Full-Duplex Cooperative Rate-Splitting for Multigroup Multicast With SWIPT

We propose a full-duplex cooperative rate-splitting (FD-CRS) scheme in a downlink two-group multicast system. At the transmitter, two distinct messages requested by the two groups respectively are split and then encoded into one common stream and two private streams, based on the principles of rate splitting multiple access (RSMA). The cell-center-users (CCUs) in one group decode the common stream and their own private stream successively, then cooperatively form a distributed beamformer to assist the cell-edge-users (CEUs) in common stream transmission. To make full utilization of the time resources during cooperation, all the CCUs operate in FD mode to enable information receiving and forwarding simultaneously. Moreover, since it is unfair to sacrifice the cooperator’ energy to forward, each CCU is enabled to harvest energy from the received signal by adopting power-splitting protocol.
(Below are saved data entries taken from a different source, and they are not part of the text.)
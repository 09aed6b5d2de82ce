#![forbid(unsafe_code)]

//! Interpreted symbols: integer arithmetic and comparison, boolean
//! constants, and the `Time` domain (`zero`, `s`, `p`, `Sub`).

use std::sync::Arc;

use crate::error::Result;
use crate::formula::Formula;
use crate::registry::Registry;
use crate::sort::Sort;
use crate::symbol::Symbol;
use crate::term::Term;

const INT_PLUS: &str = "int_plus";
const INT_MINUS: &str = "int_minus";
const INT_MULTIPLY: &str = "int_multiply";
const INT_UNARY_MINUS: &str = "int_unary_minus";
const INT_LESS: &str = "int_less";
const INT_LESS_EQ: &str = "int_less_eq";
const INT_GREATER: &str = "int_greater";
const INT_GREATER_EQ: &str = "int_greater_eq";
const BOOL_TRUE: &str = "bool_true";
const BOOL_FALSE: &str = "bool_false";
const TIME_ZERO: &str = "time_zero";
const TIME_SUCC: &str = "time_succ";
const TIME_PRE: &str = "time_pre";
const TIME_SUB: &str = "time_sub";

pub(crate) fn smtlib_operator(name: &str) -> Option<&'static str> {
    Some(match name {
        INT_PLUS => "+",
        INT_MINUS | INT_UNARY_MINUS => "-",
        INT_MULTIPLY => "*",
        INT_LESS => "<",
        INT_LESS_EQ => "<=",
        INT_GREATER => ">",
        INT_GREATER_EQ => ">=",
        BOOL_TRUE => "true",
        BOOL_FALSE => "false",
        TIME_ZERO => "zero",
        TIME_SUCC => "s",
        TIME_PRE => "p",
        TIME_SUB => "Sub",
        _ => return None,
    })
}

/// Constructors for interpreted terms and formulas over a registry.
#[derive(Clone, Copy, Debug)]
pub struct Theory<'r> {
    registry: &'r Registry,
}

impl<'r> Theory<'r> {
    pub fn new(registry: &'r Registry) -> Self {
        Self { registry }
    }

    fn interpreted(
        &self,
        name: &str,
        args: Vec<Arc<Sort>>,
        range: Arc<Sort>,
    ) -> Result<Arc<Symbol>> {
        self.registry.fetch_or_declare_symbol(name, args, range, true)
    }

    fn int_binary(&self, name: &str, lhs: Term, rhs: Term) -> Result<Term> {
        let int = self.registry.int_sort();
        let symbol = self.interpreted(name, vec![Arc::clone(&int), Arc::clone(&int)], int)?;
        Term::app(&symbol, vec![lhs, rhs])
    }

    fn int_comparison(&self, name: &str, lhs: Term, rhs: Term) -> Result<Formula> {
        let int = self.registry.int_sort();
        let symbol =
            self.interpreted(name, vec![Arc::clone(&int), int], self.registry.bool_sort())?;
        Formula::predicate(&symbol, vec![lhs, rhs])
    }

    pub fn int_constant(&self, value: i64) -> Result<Term> {
        let symbol = self.interpreted(&value.to_string(), Vec::new(), self.registry.int_sort())?;
        Term::constant(&symbol)
    }

    pub fn int_add(&self, lhs: Term, rhs: Term) -> Result<Term> {
        self.int_binary(INT_PLUS, lhs, rhs)
    }

    pub fn int_sub(&self, lhs: Term, rhs: Term) -> Result<Term> {
        self.int_binary(INT_MINUS, lhs, rhs)
    }

    pub fn int_mul(&self, lhs: Term, rhs: Term) -> Result<Term> {
        self.int_binary(INT_MULTIPLY, lhs, rhs)
    }

    pub fn int_neg(&self, operand: Term) -> Result<Term> {
        let int = self.registry.int_sort();
        let symbol = self.interpreted(INT_UNARY_MINUS, vec![Arc::clone(&int)], int)?;
        Term::app(&symbol, vec![operand])
    }

    pub fn int_less(&self, lhs: Term, rhs: Term) -> Result<Formula> {
        self.int_comparison(INT_LESS, lhs, rhs)
    }

    pub fn int_less_eq(&self, lhs: Term, rhs: Term) -> Result<Formula> {
        self.int_comparison(INT_LESS_EQ, lhs, rhs)
    }

    pub fn int_greater(&self, lhs: Term, rhs: Term) -> Result<Formula> {
        self.int_comparison(INT_GREATER, lhs, rhs)
    }

    pub fn int_greater_eq(&self, lhs: Term, rhs: Term) -> Result<Formula> {
        self.int_comparison(INT_GREATER_EQ, lhs, rhs)
    }

    pub fn bool_true(&self) -> Result<Formula> {
        let symbol = self.interpreted(BOOL_TRUE, Vec::new(), self.registry.bool_sort())?;
        Formula::predicate(&symbol, Vec::new())
    }

    pub fn bool_false(&self) -> Result<Formula> {
        let symbol = self.interpreted(BOOL_FALSE, Vec::new(), self.registry.bool_sort())?;
        Formula::predicate(&symbol, Vec::new())
    }

    pub fn time_zero(&self) -> Result<Term> {
        let symbol = self.interpreted(TIME_ZERO, Vec::new(), self.registry.time_sort())?;
        Term::constant(&symbol)
    }

    pub fn time_succ(&self, t: Term) -> Result<Term> {
        let time = self.registry.time_sort();
        let symbol = self.interpreted(TIME_SUCC, vec![Arc::clone(&time)], time)?;
        Term::app(&symbol, vec![t])
    }

    pub fn time_pre(&self, t: Term) -> Result<Term> {
        let time = self.registry.time_sort();
        let symbol = self.interpreted(TIME_PRE, vec![Arc::clone(&time)], time)?;
        Term::app(&symbol, vec![t])
    }

    /// `lhs < rhs` in the iteration order: `lhs` is reached from `rhs` by
    /// one or more predecessor steps.
    pub fn nat_sub(&self, lhs: Term, rhs: Term) -> Result<Formula> {
        let time = self.registry.time_sort();
        let symbol = self.interpreted(
            TIME_SUB,
            vec![Arc::clone(&time), time],
            self.registry.bool_sort(),
        )?;
        Formula::predicate(&symbol, vec![lhs, rhs])
    }
}
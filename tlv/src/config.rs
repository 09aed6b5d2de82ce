#![forbid(unsafe_code)]
#![allow(unused_assignments)]

use std::fs;
use std::path::{Path, PathBuf};

use miette::Diagnostic;
use thiserror::Error;

pub const CONFIG_FILE: &str = "tlv.toml";

#[derive(Debug, Error, Diagnostic)]
#[error("config error: {message}")]
#[diagnostic(code(tlv::config))]
pub struct ConfigError {
    pub message: String,
}

/// Settings read from `tlv.toml`, before command-line overrides.
#[derive(Clone, Debug, Default, PartialEq, Eq)]
pub struct ResolvedConfig {
    pub config_path: Option<PathBuf>,

    /// Output file, resolved against the directory holding the config.
    pub output: Option<PathBuf>,

    pub two_traces: bool,
    pub timepoints: bool,
    pub parallel: bool,
}

#[derive(Clone, Debug, Default, serde::Deserialize)]
#[serde(deny_unknown_fields)]
struct ConfigFile {
    #[serde(default)]
    output: Output,

    #[serde(default)]
    semantics: SemanticsSection,
}

#[derive(Clone, Debug, Default, serde::Deserialize)]
#[serde(deny_unknown_fields)]
struct Output {
    #[serde(default)]
    file: Option<String>,
}

#[derive(Clone, Debug, Default, serde::Deserialize)]
#[serde(deny_unknown_fields)]
struct SemanticsSection {
    #[serde(default)]
    two_traces: bool,

    #[serde(default)]
    timepoints: bool,

    #[serde(default)]
    parallel: bool,
}

/// Nearest `tlv.toml` in the directory of `start` or one of its ancestors.
pub fn find_config(start: &Path) -> Option<PathBuf> {
    let mut cur = if start.is_file() {
        start.parent()?.to_path_buf()
    } else {
        start.to_path_buf()
    };

    loop {
        let candidate = cur.join(CONFIG_FILE);
        if candidate.is_file() {
            return Some(candidate);
        }
        if !cur.pop() {
            return None;
        }
    }
}

/// Loads the config named by `explicit`, or the one found near `input`.
/// A missing implicit config yields defaults; a missing explicit one is an
/// error.
pub fn load_config(input: &Path, explicit: Option<&Path>) -> Result<ResolvedConfig, ConfigError> {
    let path = match explicit {
        Some(p) => p.to_path_buf(),
        None => match find_config(input) {
            Some(p) => p,
            None => return Ok(ResolvedConfig::default()),
        },
    };

    let raw = fs::read_to_string(&path).map_err(|e| ConfigError {
        message: format!("failed to read {}: {e}", path.display()),
    })?;
    let base = path.parent().unwrap_or_else(|| Path::new(".")).to_path_buf();
    let mut resolved = parse_config(&raw, &base).map_err(|e| ConfigError {
        message: format!("failed to parse {}: {}", path.display(), e.message),
    })?;
    resolved.config_path = Some(path);
    Ok(resolved)
}

fn parse_config(raw: &str, base: &Path) -> Result<ResolvedConfig, ConfigError> {
    let parsed: ConfigFile = toml::from_str(raw).map_err(|e| ConfigError {
        message: e.to_string(),
    })?;

    Ok(ResolvedConfig {
        config_path: None,
        output: parsed.output.file.map(|f| resolve_path(base, &f)),
        two_traces: parsed.semantics.two_traces,
        timepoints: parsed.semantics.timepoints,
        parallel: parsed.semantics.parallel,
    })
}

fn resolve_path(base: &Path, p: &str) -> PathBuf {
    let pb = PathBuf::from(p);
    if pb.is_absolute() { pb } else { base.join(pb) }
}
#[cfg(test)]
mod tests {
    use super::*;

    const COUNTER: &str = r#"{
      "functions": [{
        "name": "main",
        "variables": [{"name": "x"}, {"name": "a", "array": true}, {"name": "n", "constant": true}],
        "statements": [
          {"assign": {"lhs": "x", "rhs": {"const": 0}}},
          {"while": {"cond": {"lt": [{"var": "x"}, {"var": "n"}]},
                     "body": [
                       {"assign": {"lhs": {"array": "a", "index": {"var": "x"}}, "rhs": {"read": ["a", {"const": 0}]}}},
                       {"assign": {"lhs": "x", "rhs": {"add": [{"var": "x"}, {"const": 1}]}}}
                     ]}},
          "skip"
        ],
        "postcondition": {"ge": [{"var": "x"}, {"var": "n"}]}
      }]
    }"#;

    #[test]
    fn numbers_statements_in_pre_order() {
        let program = load_str(COUNTER, "counter.json").unwrap();
        let f = &program.functions[0];
        let locations: Vec<_> = f
            .all_statements()
            .iter()
            .map(|s| s.location().to_string())
            .collect();
        assert_eq!(locations, vec!["l1", "l2", "l3", "l4", "l5"]);
        assert!(f.postcondition.is_some());

        match &f.statements[1] {
            Statement::While(w) => {
                assert!(w.enclosing_loops.is_empty());
                assert_eq!(w.body.len(), 2);
            }
            other => panic!("expected a loop, got {}", other.kind_name()),
        }
    }

    #[test]
    fn nested_loops_record_their_enclosing_loops() {
        let src = r#"{"functions": [{"name": "f", "variables": [{"name": "i"}],
            "statements": [{"while": {"cond": {"bool": true}, "body": [
                {"if": {"cond": {"bool": false}, "then": [
                    {"while": {"cond": {"bool": true}, "body": ["skip"]}}
                ]}}
            ]}}]}]}"#;
        let program = load_str(src, "nested.json").unwrap();
        let inner = program.functions[0]
            .all_statements()
            .into_iter()
            .find_map(|s| match s {
                Statement::While(w) if w.location == "l3" => Some(w.clone()),
                _ => None,
            })
            .unwrap();
        assert_eq!(inner.enclosing_loops, vec!["l1".to_string()]);
    }

    #[test]
    fn empty_blocks_get_a_skip() {
        let src = r#"{"functions": [{"name": "f", "variables": [{"name": "x"}],
            "statements": [{"if": {"cond": {"bool": true}, "then": []}}, {"while": {"cond": {"bool": false}}}]}]}"#;
        let program = load_str(src, "empty.json").unwrap();
        let kinds: Vec<_> = program.functions[0]
            .all_statements()
            .iter()
            .map(|s| s.kind_name())
            .collect();
        assert_eq!(kinds, vec!["if-else", "skip", "skip", "while", "skip"]);
    }

    #[test]
    fn rejects_unknown_variables() {
        let src = r#"{"functions": [{"name": "f", "statements": [{"assign": {"lhs": "y", "rhs": {"const": 1}}}]}]}"#;
        let err = load_str(src, "bad.json").unwrap_err();
        assert!(matches!(err, LoadError::UnknownVariable { ref name, .. } if name == "y"));
    }

    #[test]
    fn rejects_writes_to_constants() {
        let src = r#"{"functions": [{"name": "f", "variables": [{"name": "n", "constant": true}],
            "statements": [{"assign": {"lhs": "n", "rhs": {"const": 1}}}]}]}"#;
        let err = load_str(src, "bad.json").unwrap_err();
        assert!(matches!(err, LoadError::AssignToConstant { .. }));
    }

    #[test]
    fn rejects_scalar_used_as_array() {
        let src = r#"{"functions": [{"name": "f", "variables": [{"name": "x"}],
            "statements": [{"assign": {"lhs": "x", "rhs": {"read": ["x", {"const": 0}]}}}]}]}"#;
        let err = load_str(src, "bad.json").unwrap_err();
        assert!(matches!(err, LoadError::ShapeMismatch { used: "an array", .. }));
    }

    #[test]
    fn rejects_duplicate_functions() {
        let src = r#"{"functions": [{"name": "f"}, {"name": "f"}]}"#;
        assert!(matches!(load_str(src, "dup.json"), Err(LoadError::DuplicateFunction(_))));
    }

    fn single_variable(function: &str, variable: &str) -> String {
        format!(
            r#"{{"functions": [{{"name": "{function}",
                "variables": [{{"name": "a", "array": true}}, {{"name": "{variable}", "constant": true}}],
                "statements": [{{"assign": {{"lhs": {{"array": "a", "index": {{"var": "{variable}"}}}},
                                            "rhs": {{"const": 1}}}}}}]}}]}}"#
        )
    }

    #[test]
    fn bound_variable_names_are_rejected() {
        assert!(load_str(&single_variable("main", "k"), "ok.json").is_ok());
        for name in ["pos", "tr", "It_l1"] {
            let err = load_str(&single_variable("main", name), "bad.json").unwrap_err();
            assert!(
                matches!(err, LoadError::ReservedName { role: "a bound variable", .. }),
                "{name}: {err}"
            );
        }
    }

    #[test]
    fn encoding_symbols_are_rejected() {
        for name in ["s", "zero", "Sub", "l1", "n_l2", "l3_left_end", "main_end", "axiom0"] {
            let err = load_str(&single_variable("main", name), "bad.json").unwrap_err();
            assert!(
                matches!(err, LoadError::ReservedName { ref function, .. } if function == "main"),
                "{name}: {err}"
            );
        }
    }

    #[test]
    fn end_symbols_of_other_functions_are_rejected() {
        let src = r#"{"functions": [{"name": "f"}, {"name": "g", "variables": [{"name": "f_end"}]}]}"#;
        let err = load_str(src, "bad.json").unwrap_err();
        assert!(matches!(err, LoadError::ReservedName { ref name, .. } if name == "f_end"));
    }

    #[test]
    fn identifiers_must_be_plain_symbols() {
        let err = load_str(&single_variable("main", "a-b"), "bad.json").unwrap_err();
        assert!(matches!(err, LoadError::InvalidIdentifier { ref name, .. } if name == "a-b"));

        let err = load_str(r#"{"functions": [{"name": "my fn"}]}"#, "bad.json").unwrap_err();
        assert!(matches!(
            err,
            LoadError::InvalidIdentifier { ref function, .. } if function == "my fn"
        ));
    }

    #[test]
    fn syntax_errors_point_into_the_source() {
        let src = "{\"functions\": [\n  {\"name\": 3}\n]}";
        match load_str(src, "broken.json").unwrap_err() {
            LoadError::Syntax { span, .. } => assert!(span.offset() > 15),
            other => panic!("unexpected error: {other}"),
        }
    }
}
#![forbid(unsafe_code)]

use std::fmt;

pub const INT: &str = "Int";
pub const BOOL: &str = "Bool";
pub const TIME: &str = "Time";
pub const TRACE: &str = "Trace";

/// A named type. Two sorts are the same sort iff their names agree.
#[derive(Clone, Debug, PartialEq, Eq, PartialOrd, Ord, Hash)]
pub struct Sort {
    pub name: String,
}

impl Sort {
    pub(crate) fn new(name: impl Into<String>) -> Self {
        Self { name: name.into() }
    }

    pub fn is_builtin(&self) -> bool {
        self.name == INT || self.name == BOOL
    }

    pub fn is_time(&self) -> bool {
        self.name == TIME
    }

    pub fn is_bool(&self) -> bool {
        self.name == BOOL
    }

    /// The declaration emitted for this sort, empty for solver built-ins.
    ///
    /// `Time` is an inductive datatype `zero | s(p: Time)`; the strict order
    /// `Sub` over it is defined right after the datatype by structural
    /// recursion on the successor.
    pub fn declaration(&self) -> String {
        if self.is_builtin() {
            String::new()
        } else if self.is_time() {
            let mut out = String::new();
            out.push_str("(declare-datatypes ((Time 0)) (( (zero) (s (p Time)) )) )\n");
            out.push_str("(define-fun-rec Sub ((a Time) (b Time)) Bool\n");
            out.push_str("   (and ((_ is s) b) (or (= a (p b)) (Sub a (p b)))))\n");
            out
        } else {
            format!("(declare-sort {} 0)\n", self.name)
        }
    }
}

impl fmt::Display for Sort {
    fn fmt(&self, f: &mut fmt::Formatter<'_>) -> fmt::Result {
        f.write_str(&self.name)
    }
}
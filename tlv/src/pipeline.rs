#![forbid(unsafe_code)]

use std::fmt::Write as _;
use std::sync::Arc;

use tracing::{debug, info, warn};

use tlv_logic::{Formula, Problem, Registry};
use tlv_program::Program;
use tlv_semantics::{annotate, Encoding, ProgramAnnotations, Result, Semantics};

#[derive(Clone, Copy, Debug, Default)]
pub struct Options {
    pub two_traces: bool,
    pub timepoints: bool,
    pub parallel: bool,
}

/// Solver text for `program`, optionally prefixed with the time-point listing.
pub fn generate(program: &Program, options: Options) -> Result<String> {
    let registry = Registry::new();
    let encoding = Encoding::new(&registry, options.two_traces);
    let annotations = annotate(program, &encoding)?;
    let problem = build_problem(program, &registry, &annotations, options)?;

    let mut out = String::new();
    if options.timepoints {
        out.push_str(&timepoint_listing(program, &annotations));
    }
    out.push_str(&problem.to_smtlib(&registry)?);
    Ok(out)
}

pub fn build_problem(
    program: &Program,
    registry: &Registry,
    annotations: &ProgramAnnotations,
    options: Options,
) -> Result<Problem> {
    let semantics = Semantics::new(program, registry, annotations, options.two_traces);
    let axioms = if options.parallel {
        semantics.generate_parallel()?
    } else {
        semantics.generate()?
    };

    let mut problem = Problem::new();
    problem.add_axioms(axioms);
    problem.set_conjecture(conjecture(program, semantics.encoding(), annotations)?);
    info!(
        functions = program.functions.len(),
        axioms = problem.axioms().len(),
        two_traces = options.two_traces,
        parallel = options.parallel,
        "generated program semantics"
    );
    Ok(problem)
}

/// Conjunction of every postcondition at its function's end, or `false`
/// when no function has one.
fn conjecture(
    program: &Program,
    encoding: &Encoding<'_>,
    annotations: &ProgramAnnotations,
) -> Result<Formula> {
    let mut parts = Vec::new();
    for function in &program.functions {
        let (Some(post), Some(end)) = (
            &function.postcondition,
            annotations.function_ends.get(&function.name),
        ) else {
            continue;
        };
        let mut formula = encoding.bool_formula(post, end)?;
        if let Some(tr) = encoding.trace_symbol() {
            formula = Formula::universal(vec![Arc::clone(tr)], formula)?;
        }
        debug!(function = %function.name, "adding postcondition");
        parts.push(formula.with_label(format!("Postcondition of function {}", function.name)));
    }

    if parts.is_empty() {
        warn!("no function has a postcondition; checking the axioms for consistency");
        return Ok(encoding.theory().bool_false()?);
    }
    Ok(Formula::conjunction(parts))
}

/// One comment line per statement with its start and end time-points.
pub fn timepoint_listing(program: &Program, annotations: &ProgramAnnotations) -> String {
    let mut out = String::from("; time-points\n");
    for function in &program.functions {
        let _ = writeln!(out, "; function {}", function.name);
        for stmt in function.all_statements() {
            let show = |tp: Option<&tlv_logic::Term>| {
                tp.map(|t| t.to_smtlib()).unwrap_or_else(|| "?".to_string())
            };
            let _ = writeln!(
                out,
                ";   {} {:<10} start {}  end {}",
                stmt.location(),
                stmt.kind_name(),
                show(annotations.start(stmt.id())),
                show(annotations.end(stmt.id())),
            );
        }
    }
    out
}
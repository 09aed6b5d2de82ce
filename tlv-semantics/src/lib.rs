#![forbid(unsafe_code)]

mod encoding;
mod error;
pub mod locations;
pub mod naming;
mod semantics;

pub use encoding::{Encoding, POSITION_VAR, TRACE_VAR};
pub use error::{Result, SemanticsError};
pub use locations::{annotate, ActiveVarMap, ProgramAnnotations, TimePointMap};
pub use semantics::Semantics;
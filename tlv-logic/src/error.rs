#![forbid(unsafe_code)]
#![allow(unused_assignments)]

use miette::Diagnostic;
use thiserror::Error;

#[derive(Debug, Error, Diagnostic)]
pub enum LogicError {
    #[error("sort mismatch in {context}: expected {expected}, found {found}")]
    #[diagnostic(code(tlv::logic::sort_mismatch))]
    SortMismatch {
        context: String,
        expected: String,
        found: String,
    },

    #[error("symbol {symbol} expects {expected} argument(s), got {found}")]
    #[diagnostic(code(tlv::logic::arity))]
    ArityMismatch {
        symbol: String,
        expected: usize,
        found: usize,
    },

    #[error("symbol {name} already declared as {existing}, cannot redeclare as {requested}")]
    #[diagnostic(
        code(tlv::logic::signature_conflict),
        help("symbol names are global to a registry; pick a distinct name")
    )]
    SignatureConflict {
        name: String,
        existing: String,
        requested: String,
    },

    #[error("symbol {0} does not have range Bool and cannot be used as a predicate")]
    #[diagnostic(code(tlv::logic::not_a_predicate))]
    NotAPredicate(String),

    #[error("quantifier without bound variables")]
    #[diagnostic(code(tlv::logic::empty_quantifier))]
    EmptyQuantifier,

    #[error("problem has no conjecture")]
    #[diagnostic(
        code(tlv::logic::missing_conjecture),
        help("call `Problem::set_conjecture` before serializing")
    )]
    MissingConjecture,

    #[error("failed to write problem: {0}")]
    #[diagnostic(code(tlv::logic::io))]
    Io(#[from] std::io::Error),
}

pub type Result<T, E = LogicError> = std::result::Result<T, E>;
With the objective of minimizing the system transmission power while guaranteeing all the groups’ target rates, an optimization problem is formulated to jointly design the beamformers, message splitting and power-splitting ratio. We reformulate the non-convex problem by using the difference of convex (DC) programming, and then propose an iterative algorithm based on successive convex approximation to solve it to obtain a local minimum. Further, a robust algorithm combining the semi-positive definite relaxation (SDR) technique and penalty function method is developed for the case with imperfect channel state information. Although our proposed FD-CRS scheme adopts the seemingly energy-wasting wireless power transfer technique, the simulation results still confirm the superiority of the proposed scheme, i.e., it outperforms the other baseline schemes in terms of power consumption under various user deployment, network loads and target rates. That is attributed to the comprehensive utilization of FD cooperation gain, spatial multiplexing gain as well as power multiplexing gain.